Please filter the listing for the string "DaemonOpts" and copy each matching line.

----

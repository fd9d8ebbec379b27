use anyhow::{Context, Result};
use clap::Parser;
use std::sync::Arc;
use tokio_util::sync::CancellationToken;

use ferry::cli::DaemonOpts;
use ferry::logger::{Logger, NoopLogger, StderrLogger, TextLogger};

fn main() -> Result<()> {
    let opts = DaemonOpts::parse();
    let quiet = opts.quiet;
    let config = opts.into_config()?;

    // Validate root directory exists and is a directory
    if !config.root.exists() {
        anyhow::bail!("Error: Root directory does not exist: {}", config.root.display());
    }
    if !config.root.is_dir() {
        anyhow::bail!("Error: Root path is not a directory: {}", config.root.display());
    }

    let logger: Arc<dyn Logger> = if quiet {
        Arc::new(NoopLogger)
    } else if let Some(ref p) = config.log_file {
        Arc::new(TextLogger::new(p).with_context(|| format!("open log file {}", p.display()))?)
    } else {
        Arc::new(StderrLogger)
    };

    println!("Starting ferry daemon:");
    println!("  Root: {}", config.root.display());
    println!("  Bind: {}", config.bind);
    println!(
        "  Workers: {}  Transfer slots: {}",
        config.workers, config.max_transfers
    );
    if cfg!(target_os = "linux") {
        println!("  Zero-copy: sendfile(2)");
    } else {
        println!("  Zero-copy: unavailable, zero mode uses buffered copy");
    }

    // Security warning for 0.0.0.0 binding
    if config.bind.starts_with("0.0.0.0") {
        eprintln!("⚠️  WARNING: Binding to 0.0.0.0 exposes every file under the root to all network interfaces");
        eprintln!("   This protocol is UNENCRYPTED and UNAUTHENTICATED");
        eprintln!("");
    }

    let shutdown = CancellationToken::new();
    let signal = shutdown.clone();
    ctrlc::set_handler(move || {
        eprintln!("\n[SERVER] Shutdown signal received");
        signal.cancel();
    })
    .context("Failed to install signal handler")?;

    let rt = tokio::runtime::Builder::new_multi_thread()
        .enable_all()
        .build()
        .context("Failed to build tokio runtime")?;

    rt.block_on(ferry::server::serve(&config, logger, shutdown))?;
    println!("[SERVER] Stopped");
    Ok(())
}
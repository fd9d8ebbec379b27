//! Download progress display and byte formatting for the client.

use crossterm::style::{Color, Stylize};
use indicatif::{ProgressBar, ProgressStyle};

use crate::client::DownloadReport;

/// Byte-count progress bar shown while a download is receiving.
pub struct DownloadProgress {
    bar: ProgressBar,
}

impl DownloadProgress {
    pub fn new(visible: bool) -> Self {
        if !visible {
            return Self {
                bar: ProgressBar::hidden(),
            };
        }
        let bar = ProgressBar::new(0);
        bar.set_style(
            ProgressStyle::default_bar()
                .template("[{bar:40.green}] {percent}% ({bytes}/{total_bytes}) {bytes_per_sec}")
                .unwrap_or_else(|_| ProgressStyle::default_bar())
                .progress_chars("=> "),
        );
        Self { bar }
    }

    /// Handle passed to the transfer session.
    pub fn bar(&self) -> ProgressBar {
        self.bar.clone()
    }

    pub fn finish_success(&self, report: &DownloadReport) {
        self.bar.finish_and_clear();
        println!(
            "{} {} ({}) in {} ms ({:.2} MB/s, {} mode)",
            "Completed".with(Color::Green).bold(),
            report.path.display(),
            format_bytes(report.bytes),
            report.elapsed.as_millis(),
            report.throughput_mb_s(),
            report.mode
        );
    }

    pub fn finish_error(&self, msg: &str) {
        self.bar.abandon();
        eprintln!("{} {}", "Failed".with(Color::Red).bold(), msg);
    }
}

/// Human-readable size with two decimals above one KiB.
pub fn format_bytes(bytes: u64) -> String {
    const KB: f64 = 1024.0;
    let b = bytes as f64;
    if bytes < 1024 {
        format!("{} B", bytes)
    } else if b < KB * KB {
        format!("{:.2} KB", b / KB)
    } else if b < KB * KB * KB {
        format!("{:.2} MB", b / (KB * KB))
    } else {
        format!("{:.2} GB", b / (KB * KB * KB))
    }
}

#[cfg(test)]
mod tests {
    use super::format_bytes;

    #[test]
    fn formats_each_unit() {
        assert_eq!(format_bytes(512), "512 B");
        assert_eq!(format_bytes(1536), "1.50 KB");
        assert_eq!(format_bytes(10 * 1024 * 1024), "10.00 MB");
        assert_eq!(format_bytes(3 * 1024 * 1024 * 1024), "3.00 GB");
    }
}
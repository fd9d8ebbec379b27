//! ferry - client for the ferryd file server
//!
//! `ferry list`, `ferry download <file> <zero|normal>`, or no command for an
//! interactive shell.

use anyhow::{Context, Result};
use clap::Parser;
use std::io::{BufRead, Write};
use tokio::runtime::Runtime;

use ferry::cli::{ClientCommand, ClientOpts};
use ferry::client::Client;
use ferry::progress::{format_bytes, DownloadProgress};
use ferry::TransferMode;

fn main() -> Result<()> {
    let opts = ClientOpts::parse();
    let client = Client::new(opts.client_config());
    let show_progress = !opts.no_progress;

    let rt = tokio::runtime::Builder::new_multi_thread()
        .enable_all()
        .build()
        .context("Failed to build tokio runtime")?;

    match opts.command {
        Some(ClientCommand::List) => list(&rt, &client),
        Some(ClientCommand::Download { file, mode }) => download(&rt, &client, &file, mode, show_progress),
        Some(ClientCommand::Shell) | None => shell(&rt, &client, show_progress),
    }
}

fn list(rt: &Runtime, client: &Client) -> Result<()> {
    let names = rt
        .block_on(client.list())
        .with_context(|| format!("LIST from {}", client.config().server))?;
    println!("\n=== Files on Server ===");
    for (i, name) in names.iter().enumerate() {
        println!("  {}. {}", i + 1, name);
    }
    println!("=== Total: {} files ===\n", names.len());
    Ok(())
}

fn download(rt: &Runtime, client: &Client, file: &str, mode: TransferMode, show_progress: bool) -> Result<()> {
    let progress = DownloadProgress::new(show_progress);
    match rt.block_on(client.download_with_progress(file, mode, progress.bar())) {
        Ok(report) => {
            progress.finish_success(&report);
            println!("  Saved to: {}", report.path.display());
            println!("  Size: {}", format_bytes(report.bytes));
            Ok(())
        }
        Err(e) => {
            progress.finish_error(&e.to_string());
            Err(e).with_context(|| format!("DOWNLOAD {} ({} mode)", file, mode))
        }
    }
}

fn print_help() {
    println!("\n=== Available Commands ===");
    println!("  list                   - Show list of files on server");
    println!("  download <file> <mode> - Download file");
    println!("                           zero: kernel zero-copy (sendfile/splice)");
    println!("                           normal: traditional read/write");
    println!("  exit                   - Exit the client");
    println!();
}

fn shell(rt: &Runtime, client: &Client, show_progress: bool) -> Result<()> {
    println!("=== ferry client ({}) ===", client.config().server);
    println!("Type 'help' for commands.\n");

    let stdin = std::io::stdin();
    let mut input = stdin.lock().lines();
    loop {
        print!("> ");
        std::io::stdout().flush().ok();
        let Some(line) = input.next() else {
            // stdin closed
            return Ok(());
        };
        let line = line.context("read command")?;
        let words: Vec<&str> = line.split_whitespace().collect();
        let Some(first) = words.first() else {
            continue;
        };

        // errors are reported and the shell keeps going
        let outcome = match first.to_ascii_lowercase().as_str() {
            "exit" | "quit" => {
                println!("Exiting...");
                return Ok(());
            }
            "help" => {
                print_help();
                Ok(())
            }
            "list" => list(rt, client),
            "download" => match words.as_slice() {
                [_, file, mode] => match mode.parse::<TransferMode>() {
                    Ok(mode) => download(rt, client, file, mode, show_progress),
                    Err(e) => Err(e.into()),
                },
                _ => {
                    println!("Usage: download <filename> <mode>");
                    println!("Mode: zero or normal");
                    Ok(())
                }
            },
            _ => {
                println!("Unknown command. Type 'help' for list of commands.");
                Ok(())
            }
        };
        if let Err(e) = outcome {
            eprintln!("Error: {:#}", e);
        }
    }
}
//! Thin wrappers over the Linux zero-copy syscalls.
//!
//! Every call takes an explicit file offset so the kernel never touches the
//! file cursor, and moves at most `count` bytes. `EAGAIN` on the socket side
//! surfaces as `ErrorKind::WouldBlock` for the caller's readiness loop.

use std::fs::File;
use std::io;
use std::os::fd::{AsRawFd, FromRawFd, OwnedFd, RawFd};

/// `sendfile(2)` from `file` at `offset` into the socket `out_fd`.
pub fn sendfile_at(out_fd: RawFd, file: &File, offset: u64, count: usize) -> io::Result<usize> {
    let mut off = offset as libc::off_t;
    loop {
        // SAFETY: both descriptors are live for the duration of the call and
        // `off` points to a valid off_t on our stack.
        let sent = unsafe { libc::sendfile(out_fd, file.as_raw_fd(), &mut off, count) };
        if sent >= 0 {
            return Ok(sent as usize);
        }
        let e = io::Error::last_os_error();
        if e.kind() != io::ErrorKind::Interrupted {
            return Err(e);
        }
    }
}

/// Kernel pipe used as the staging area for socket→file splices.
pub struct Pipe {
    read: OwnedFd,
    write: OwnedFd,
}

impl Pipe {
    pub fn new() -> io::Result<Self> {
        let mut fds = [0 as libc::c_int; 2];
        // SAFETY: `fds` has room for the two descriptors pipe2 writes.
        let r = unsafe { libc::pipe2(fds.as_mut_ptr(), libc::O_CLOEXEC) };
        if r < 0 {
            return Err(io::Error::last_os_error());
        }
        // SAFETY: pipe2 succeeded, so both descriptors are open and owned by us.
        let (read, write) = unsafe { (OwnedFd::from_raw_fd(fds[0]), OwnedFd::from_raw_fd(fds[1])) };
        Ok(Self { read, write })
    }
}

/// Move up to `count` bytes from the socket `in_fd` into the pipe.
/// Returns 0 when the peer has closed the connection.
pub fn splice_socket_to_pipe(in_fd: RawFd, pipe: &Pipe, count: usize) -> io::Result<usize> {
    loop {
        // SAFETY: descriptors are open; null offsets are required for
        // sockets and pipes.
        let n = unsafe {
            libc::splice(
                in_fd,
                std::ptr::null_mut(),
                pipe.write.as_raw_fd(),
                std::ptr::null_mut(),
                count,
                libc::SPLICE_F_MOVE | libc::SPLICE_F_NONBLOCK,
            )
        };
        if n >= 0 {
            return Ok(n as usize);
        }
        let e = io::Error::last_os_error();
        if e.kind() != io::ErrorKind::Interrupted {
            return Err(e);
        }
    }
}

/// Drain exactly `count` bytes sitting in the pipe into `file` at `offset`.
pub fn splice_pipe_to_file(pipe: &Pipe, file: &File, offset: u64, count: usize) -> io::Result<()> {
    let mut off = offset as libc::loff_t;
    let mut left = count;
    while left > 0 {
        // SAFETY: descriptors are open and `off` is a valid loff_t.
        let n = unsafe {
            libc::splice(
                pipe.read.as_raw_fd(),
                std::ptr::null_mut(),
                file.as_raw_fd(),
                &mut off,
                left,
                libc::SPLICE_F_MOVE,
            )
        };
        if n < 0 {
            let e = io::Error::last_os_error();
            if e.kind() == io::ErrorKind::Interrupted {
                continue;
            }
            return Err(e);
        }
        if n == 0 {
            return Err(io::Error::new(
                io::ErrorKind::WriteZero,
                "pipe drained before chunk was written",
            ));
        }
        left -= n as usize;
    }
    Ok(())
}

#[cfg(test)]
mod tests {
    use super::*;
    use std::io::{Read, Write};
    use std::os::unix::net::UnixStream;

    #[test]
    fn sendfile_honours_offset_and_count() {
        let mut src = tempfile::tempfile().unwrap();
        src.write_all(b"0123456789").unwrap();
        let (tx, mut rx) = UnixStream::pair().unwrap();
        let n = sendfile_at(tx.as_raw_fd(), &src, 3, 4).unwrap();
        assert_eq!(n, 4);
        drop(tx);
        let mut got = Vec::new();
        rx.read_to_end(&mut got).unwrap();
        assert_eq!(got, b"3456");
    }

    #[test]
    fn splice_round_trip_through_pipe() {
        let (mut tx, rx) = UnixStream::pair().unwrap();
        tx.write_all(b"hello pipe").unwrap();
        let dst = tempfile::tempfile().unwrap();
        let pipe = Pipe::new().unwrap();
        let n = splice_socket_to_pipe(rx.as_raw_fd(), &pipe, 64).unwrap();
        assert_eq!(n, 10);
        splice_pipe_to_file(&pipe, &dst, 2, n).unwrap();
        let mut got = Vec::new();
        let mut f = dst;
        f.read_to_end(&mut got).unwrap();
        assert_eq!(&got[2..], b"hello pipe");
        assert_eq!(&got[..2], &[0, 0]);
    }
}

----

_Solution below_:
use ferry::cli::DaemonOpts;
    let opts = DaemonOpts::parse();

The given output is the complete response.